Неожиданно для самой Дрели взметнулся лес рук. Один только руководитель ирландского клуба ворчал и сыпал кельтскими названиями, но его уже не слушали.
— Филька, — обратилась Дрель к прикорнувшему на носу гному, — ты, говорят, резчик по дереву был?
— Почему был? — встрепенулся Филька. — Живой пока что.
— Сможешь изваять на носу перчатку с бритвами?
— Можно, — загорелся гном. — Обломки свен-ских мечей имеются, перчатку сошью, да паклей набью. Будет вам носовая скульптура.
— Чистые дети, — проворчал, засыпая, ангмарец.
— Все бы вам хиханьки, все бы вам хаханьки…
— Ты жалкий трус, Грейс! — кричал рыцарь Роже вне себя от ярости. Шпион выслушивал его крики довольно давно и теперь, когда молодой комтур брал слишком визгливые ноты, морщился, как от сильной зубной боли.
— Если я начну гнаться за «Спрутом» в открытом море, — в десятый раз принялся он растолковывать рыцарю, — де Сото потопит меня ко всем морским чертям! У него — настоящий боевой когг, отчаянная команда и новые пушки, у меня же — мирная купеческая посудина.
— Я велю дать тебе двадцать кнехтов и пятерых арбалетчиков, — успокаиваясь, пообещал рыцарь. — Нет, я даже дам два мушкетона.
— Этого мало для столкновения с Лисом Морей, — покачал головой шпион. — Я отказываюсь выполнять подобные приказы.
— Да кто ты такой, раб, — Роже схватил шпиона за грудки и подтянул к себе, бешено вращая глазами.
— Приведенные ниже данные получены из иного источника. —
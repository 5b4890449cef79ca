//! UI/backend events and error modeling for the desktop controller.

use shared::{domain::UserId, protocol::UserRecord};

pub enum UiEvent {
    UsersLoaded(Vec<UserRecord>),
    UserCreated(UserRecord),
    UserUpdated(UserRecord),
    UserDeleted(UserId),
    Error(UiError),
}

#[derive(Debug, Clone, Copy, PartialEq, Eq)]
pub enum UiErrorCategory {
    Transport,
    Unknown,
}

#[derive(Debug, Clone, Copy, PartialEq, Eq)]
pub enum UiErrorContext {
    BackendStartup,
    CreateUser,
    UpdateUser,
    DeleteUser,
}

impl UiErrorContext {
    /// The generic per-operation notice. Transport failures and non-success
    /// statuses share the same wording; only the operation differs.
    pub fn notice_text(self) -> &'static str {
        match self {
            Self::BackendStartup => "The backend worker failed to start.",
            Self::CreateUser => "There was an error creating the user.",
            Self::UpdateUser => "There was an error updating the user.",
            Self::DeleteUser => "There was an error deleting the user.",
        }
    }
}

#[derive(Debug, Clone)]
pub struct UiError {
    category: UiErrorCategory,
    context: UiErrorContext,
    message: String,
}

impl UiError {
    pub fn from_message(context: UiErrorContext, message: impl Into<String>) -> Self {
        let message = message.into();
        let lower = message.to_ascii_lowercase();
        let category = if lower.contains("timeout")
            || lower.contains("timed out")
            || lower.contains("connection")
            || lower.contains("network")
            || lower.contains("dns")
            || lower.contains("unreachable")
        {
            UiErrorCategory::Transport
        } else {
            UiErrorCategory::Unknown
        };

        Self {
            category,
            context,
            message,
        }
    }

    pub fn category(&self) -> UiErrorCategory {
        self.category
    }

    pub fn context(&self) -> UiErrorContext {
        self.context
    }

    pub fn message(&self) -> &str {
        &self.message
    }
}
//! Wire types for the remote user store's JSON API.

use serde::{Deserialize, Serialize};

use crate::domain::UserId;

/// A user exactly as the remote store returns it. The id is assigned by the
/// store and immutable once assigned; the client never invents one.
#[derive(Debug, Clone, PartialEq, Eq, Serialize, Deserialize)]
pub struct UserRecord {
    pub id: UserId,
    pub first_name: String,
    pub last_name: String,
    pub email: String,
}

/// Request body for create and update, and the form draft while typing.
#[derive(Debug, Clone, Default, PartialEq, Eq, Serialize, Deserialize)]
pub struct UserDraft {
    pub first_name: String,
    pub last_name: String,
    pub email: String,
}

impl UserDraft {
    /// All required fields carry a non-blank value. The submit control stays
    /// disabled until this holds; no further validation exists client-side.
    pub fn is_complete(&self) -> bool {
        !self.first_name.trim().is_empty()
            && !self.last_name.trim().is_empty()
            && !self.email.trim().is_empty()
    }
}

impl From<&UserRecord> for UserDraft {
    fn from(record: &UserRecord) -> Self {
        Self {
            first_name: record.first_name.clone(),
            last_name: record.last_name.clone(),
            email: record.email.clone(),
        }
    }
}

#[cfg(test)]
mod tests {
    use super::*;

    #[test]
    fn user_record_matches_store_wire_shape() {
        let record: UserRecord = serde_json::from_str(
            r#"{"id":1,"first_name":"A","last_name":"B","email":"a@b.com"}"#,
        )
        .expect("record json");
        assert_eq!(record.id, UserId(1));
        assert_eq!(record.first_name, "A");
        assert_eq!(record.email, "a@b.com");
    }

    #[test]
    fn draft_serializes_without_an_id_field() {
        let draft = UserDraft {
            first_name: "A".to_string(),
            last_name: "B".to_string(),
            email: "a@b.com".to_string(),
        };
        let value = serde_json::to_value(&draft).expect("draft json");
        assert!(value.get("id").is_none());
        assert_eq!(value["first_name"], "A");
    }

    #[test]
    fn blank_or_whitespace_fields_are_incomplete() {
        let mut draft = UserDraft::default();
        assert!(!draft.is_complete());
        draft.first_name = "A".to_string();
        draft.last_name = "  ".to_string();
        draft.email = "a@b.com".to_string();
        assert!(!draft.is_complete());
        draft.last_name = "B".to_string();
        assert!(draft.is_complete());
    }
}
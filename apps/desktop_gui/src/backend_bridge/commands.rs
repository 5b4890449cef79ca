//! Backend commands queued from UI to backend worker.

use shared::{domain::UserId, protocol::UserDraft};

pub enum BackendCommand {
    LoadUsers,
    CreateUser { draft: UserDraft },
    UpdateUser { id: UserId, draft: UserDraft },
    DeleteUser { id: UserId },
}
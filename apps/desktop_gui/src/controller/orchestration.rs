//! Command orchestration helpers from UI actions to the backend queue.

use crossbeam_channel::{Sender, TrySendError};

use crate::backend_bridge::commands::BackendCommand;

pub fn dispatch_backend_command(
    cmd_tx: &Sender<BackendCommand>,
    cmd: BackendCommand,
    status: &mut String,
) {
    let cmd_name = match &cmd {
        BackendCommand::LoadUsers => "load_users",
        BackendCommand::CreateUser { .. } => "create_user",
        BackendCommand::UpdateUser { .. } => "update_user",
        BackendCommand::DeleteUser { .. } => "delete_user",
    };

    match cmd_tx.try_send(cmd) {
        Ok(()) => tracing::debug!(command = cmd_name, "queued ui->backend command"),
        Err(TrySendError::Full(_)) => {
            *status = "UI command queue is full; please retry".to_string();
        }
        Err(TrySendError::Disconnected(_)) => {
            *status =
                "Backend command processor disconnected (possible startup/runtime failure); restart the app"
                    .to_string();
        }
    }
}

#[cfg(test)]
mod tests {
    use super::*;
    use crossbeam_channel::bounded;

    #[test]
    fn successful_dispatch_leaves_the_status_line_alone() {
        let (cmd_tx, _cmd_rx) = bounded(1);
        let mut status = String::new();

        dispatch_backend_command(&cmd_tx, BackendCommand::LoadUsers, &mut status);

        assert!(status.is_empty());
    }

    #[test]
    fn reports_a_full_queue_in_the_status_line() {
        let (cmd_tx, _cmd_rx) = bounded(1);
        cmd_tx
            .try_send(BackendCommand::LoadUsers)
            .expect("fill queue");
        let mut status = String::new();

        dispatch_backend_command(&cmd_tx, BackendCommand::LoadUsers, &mut status);

        assert_eq!(status, "UI command queue is full; please retry");
    }

    #[test]
    fn reports_a_disconnected_worker_in_the_status_line() {
        let (cmd_tx, cmd_rx) = bounded(1);
        drop(cmd_rx);
        let mut status = String::new();

        dispatch_backend_command(&cmd_tx, BackendCommand::LoadUsers, &mut status);

        assert!(status.contains("disconnected"));
    }
}
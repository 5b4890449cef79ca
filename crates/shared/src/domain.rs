use serde::{Deserialize, Serialize};

macro_rules! id_newtype {
    ($name:ident) => {
        #[derive(Debug, Clone, Copy, PartialEq, Eq, Hash, Serialize, Deserialize)]
        #[serde(transparent)]
        pub struct $name(pub i64);
    };
}

id_newtype!(UserId);
//! Runtime bridge between the UI command queue and the remote user store.
//!
//! One worker thread owns a tokio runtime and the HTTP client. Commands are
//! processed strictly in order, one store call at a time; results come back
//! as [`UiEvent`]s for the UI thread to fold into its view state.

use std::thread;

use client_core::{HttpUserStore, UserStore};
use crossbeam_channel::{Receiver, Sender};
use tracing::{error, info};

use crate::backend_bridge::commands::BackendCommand;
use crate::controller::events::{UiError, UiErrorContext, UiEvent};

pub fn launch(server_url: String, cmd_rx: Receiver<BackendCommand>, ui_tx: Sender<UiEvent>) {
    thread::spawn(move || {
        let runtime = match tokio::runtime::Builder::new_multi_thread()
            .enable_all()
            .build()
        {
            Ok(runtime) => runtime,
            Err(err) => {
                let _ = ui_tx.try_send(UiEvent::Error(UiError::from_message(
                    UiErrorContext::BackendStartup,
                    format!("backend worker startup failure: failed to build runtime: {err}"),
                )));
                error!("failed to build backend runtime: {err}");
                return;
            }
        };

        let store = HttpUserStore::new(server_url);
        runtime.block_on(run_worker(&store, cmd_rx, ui_tx));
    });
}

async fn run_worker(
    store: &impl UserStore,
    cmd_rx: Receiver<BackendCommand>,
    ui_tx: Sender<UiEvent>,
) {
    while let Ok(cmd) = cmd_rx.recv() {
        match cmd {
            BackendCommand::LoadUsers => {
                info!("backend: load_users");
                match store.list_users().await {
                    Ok(users) => {
                        let _ = ui_tx.try_send(UiEvent::UsersLoaded(users));
                    }
                    // List failures stay off-screen: log and leave the
                    // current list untouched.
                    Err(err) => error!("backend: load_users failed: {err}"),
                }
            }
            BackendCommand::CreateUser { draft } => {
                info!("backend: create_user");
                match store.create_user(&draft).await {
                    Ok(record) => {
                        let _ = ui_tx.try_send(UiEvent::UserCreated(record));
                    }
                    Err(err) => {
                        error!("backend: create_user failed: {err}");
                        let _ = ui_tx.try_send(UiEvent::Error(UiError::from_message(
                            UiErrorContext::CreateUser,
                            err.to_string(),
                        )));
                    }
                }
            }
            BackendCommand::UpdateUser { id, draft } => {
                info!(user_id = id.0, "backend: update_user");
                match store.update_user(id, &draft).await {
                    Ok(record) => {
                        let _ = ui_tx.try_send(UiEvent::UserUpdated(record));
                    }
                    Err(err) => {
                        error!(user_id = id.0, "backend: update_user failed: {err}");
                        let _ = ui_tx.try_send(UiEvent::Error(UiError::from_message(
                            UiErrorContext::UpdateUser,
                            err.to_string(),
                        )));
                    }
                }
            }
            BackendCommand::DeleteUser { id } => {
                info!(user_id = id.0, "backend: delete_user");
                match store.delete_user(id).await {
                    Ok(()) => {
                        let _ = ui_tx.try_send(UiEvent::UserDeleted(id));
                    }
                    Err(err) => {
                        error!(user_id = id.0, "backend: delete_user failed: {err}");
                        let _ = ui_tx.try_send(UiEvent::Error(UiError::from_message(
                            UiErrorContext::DeleteUser,
                            err.to_string(),
                        )));
                    }
                }
            }
        }
    }
}
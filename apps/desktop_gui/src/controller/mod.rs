//! Controller layer: UI events, error modeling, and command orchestration.

pub mod events;
pub mod orchestration;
— Отпустите меня, благородный рыцарь, — печально попросил Грейс. — Моя лойма состоит для особых поручений на службе у фрау Гретхен. Вы станете ссориться с Фемгерихтом?
Роже опамятовал и отшвырнул от себя шпиона, словно кучу тряпья. Поправив одежду и потирая ушибленный бок, соглядатай попытался успокоить комтура:
— Да и стоит ли так горячиться? Испанец оказался очень хитрым, но все же обычным глупцом, не отдающим себя отчета в том, с кем связывается. Фема покарает его с неизбежностью прихода весенней грозы.
— В этом году весной над замком не было гроз, — заметил рыцарь.
— Природа изменчива и хаотична, — изрек убежденно шпион. — А кару Фемы не сможет отсрочить или отменить никто на небесах и на земле. Так было всегда, в точности так же будет и в этот раз, помяните мое слово.
— Мне хочется лично вырвать кишки у этого подлого наглеца с лживой и надменной ухмылкой, — сжал кулаки Роже. — Позор на мою голову, как он нас провел! Как слепых щенков!
— Что с благородным рыцарем, любителем соколиной охоты?